Afrique

Tunisie : le philosophe français Bernard-Henri Lévy condamné par contumace à 33 ans de prison

– Dans le cadre de l’affaire dite de "complot contre la sûreté de l’État"

Ayvaz Çolakoğlu  | 20.04.2025 - Mıse À Jour : 20.04.2025
Tunisie : le philosophe français Bernard-Henri Lévy condamné par contumace à 33 ans de prison

Ankara

AA / Ankara

La chambre criminelle spécialisée dans les affaires de terrorisme en Tunisie a prononcé, samedi, des peines allant de 4 à 66 ans de prison à l’encontre de 40 personnes accusées dans le cadre de l’affaire dite de « complot contre la sûreté de l’État ».

Parmi les condamnés figure le philosophe français Bernard-Henri Lévy, poursuivi par contumace et condamné à 33 ans de prison. Sa présence dans le dossier a suscité la surprise, les autorités tunisiennes n’ayant à ce stade communiqué aucun détail sur les faits précis qui lui sont reprochés.
Selon certains médias français, les poursuites à son encontre seraient liées à des soupçons de soutien à des actions de lobbying en faveur de la reconnaissance d’Israël et à des allégations non vérifiées concernant une implication dans des perturbations de la production de phosphate en Tunisie.
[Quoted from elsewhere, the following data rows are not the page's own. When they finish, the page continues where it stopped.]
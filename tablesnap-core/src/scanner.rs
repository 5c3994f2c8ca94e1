//! Exhaustive table scans.

use tracing::{debug, info};

use crate::record::Record;
use crate::store::RecordStoreClient;
use crate::{Result, TableSnapError};

/// Read every record of `table`, following continuation tokens to the end
///
/// Pages are appended in the order the store returns them. The whole table is
/// buffered before returning.
///
/// # Errors
/// * `TableSnapError::Retrieval` - any page request failed; nothing is returned
pub fn scan_table<C: RecordStoreClient + ?Sized>(client: &C, table: &str) -> Result<Vec<Record>> {
    let mut records = Vec::new();
    let mut token = None;
    let mut pages = 0usize;

    loop {
        let page = client.scan_page(table, token.take()).map_err(|e| match e {
            TableSnapError::Retrieval(_) => e,
            other => TableSnapError::retrieval(format!("scan of table '{table}' failed: {other}")),
        })?;
        pages += 1;

        debug!(table = %table, page = pages, records = page.records.len(), "Scanned page");

        #[cfg(feature = "metrics")]
        crate::observability::record_scan_page(page.records.len());

        records.extend(page.records);
        match page.next {
            Some(next) => token = Some(next),
            None => break,
        }
    }

    info!(table = %table, pages, records = records.len(), "Scanned table");
    Ok(records)
}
Aucune preuve n’a été rendue publique, et aucune déclaration officielle n’a été faite à ce sujet par la justice tunisienne.
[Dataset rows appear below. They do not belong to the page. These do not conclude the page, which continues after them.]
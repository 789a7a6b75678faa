use std::collections::HashSet;

/// Characters rejected by common filesystems (the Windows set is the strictest).
pub const FORBIDDEN_CHARS: [char; 9] = ['\\', '/', ':', '*', '?', '"', '<', '>', '|'];

/// Longest file stem produced, in characters.
pub const MAX_NAME_CHARS: usize = 255;

/// Map a sheet title to a filesystem-safe file stem: every forbidden
/// character becomes `_`, then the result is cut to 255 characters.
pub fn sanitize_sheet_name(title: &str) -> String {
    title
        .chars()
        .map(|c| if FORBIDDEN_CHARS.contains(&c) { '_' } else { c })
        .take(MAX_NAME_CHARS)
        .collect()
}

fn truncate_chars(s: &str, max: usize) -> &str {
    match s.char_indices().nth(max) {
        Some((idx, _)) => &s[..idx],
        None => s,
    }
}

/// Hands out unique archive entry stems for one archive.
///
/// The first sheet sanitizing to a given stem keeps it; later ones get
/// `_2`, `_3`, ... appended. Comparison ignores case since the
/// archive is usually extracted onto a case-insensitive filesystem.
#[derive(Debug, Default)]
pub struct EntryNamer {
    taken: HashSet<String>,
}

impl EntryNamer {
    pub fn new() -> Self {
        Self::default()
    }

    pub fn assign(&mut self, title: &str) -> String {
        let base = sanitize_sheet_name(title);
        if self.taken.insert(base.to_lowercase()) {
            return base;
        }
        let mut n = 2usize;
        loop {
            let suffix = format!("_{n}");
            let stem = truncate_chars(&base, MAX_NAME_CHARS - suffix.chars().count());
            let candidate = format!("{stem}{suffix}");
            if self.taken.insert(candidate.to_lowercase()) {
                return candidate;
            }
            n += 1;
        }
    }
}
Parmi les autres condamnés figurent l’homme d’affaires et ancien proche du régime Ben Ali, Kamel Eltaïef (66 ans de prison), le militant politique Khayam Turki (48 ans), et l’ancien ministre de la Justice et dirigeant du mouvement Ennahdha, Noureddine Bhiri (43 ans).

Les accusés ont été reconnus coupables, à divers degrés, des chefs suivants :

- Complot contre la sûreté intérieure et extérieure de l’État ;

- Constitution ou appartenance à une entente terroriste ;

- Attentats visant à modifier la forme du gouvernement ou inciter à la guerre civile ;

- Provocation de troubles, meurtres et pillages en lien avec des actes terroristes ;

- Atteinte à la sécurité alimentaire et à l’environnement.


Sur les 40 accusés, une majorité réside à l’étranger. Huit étaient en liberté pendant le procès, et neuf sont détenus depuis février 2023. La peine de mort, bien que toujours inscrite dans le Code pénal tunisien, reste sous moratoire depuis 1991.

Ce procès, critiqué par plusieurs ONG et avocats de la défense comme une instrumentalisation politique de la justice, s’inscrit dans un climat de tensions croissantes depuis les mesures d’exception décrétées par le président Kaïs Saïed en juillet 2021.

Depuis cette date, le chef de l’État a suspendu puis dissous le Parlement, dissous le Conseil supérieur de la magistrature, gouverné par décrets-lois, organisé un référendum constitutionnel, puis convoqué des élections législatives anticipées. Il a été réélu en octobre 2024 pour un second mandat de cinq ans.

Si certains estiment que ses démarches marquent une rupture avec le processus démocratique, d'autres les considèrent comme un redressement de la révolution tunisienne de 2011. Le président Saïed affirme, pour sa part, que ses mesures visent à "protéger l’État face à un péril imminent", tout en assurant qu’elles respectent les libertés fondamentales.

Tout au long de la procédure, des défenseurs des droits humains et des membres de la société civile ont organisé des rassemblements devant le tribunal pour demander des audiences publiques en présentiel, et non en visioconférence, ainsi qu’un accès aux médias, en vain.

À ce jour, les autorités tunisiennes, tant judiciaires qu’exécutives, ne se sont pas exprimées publiquement sur le verdict ni sur ses implications.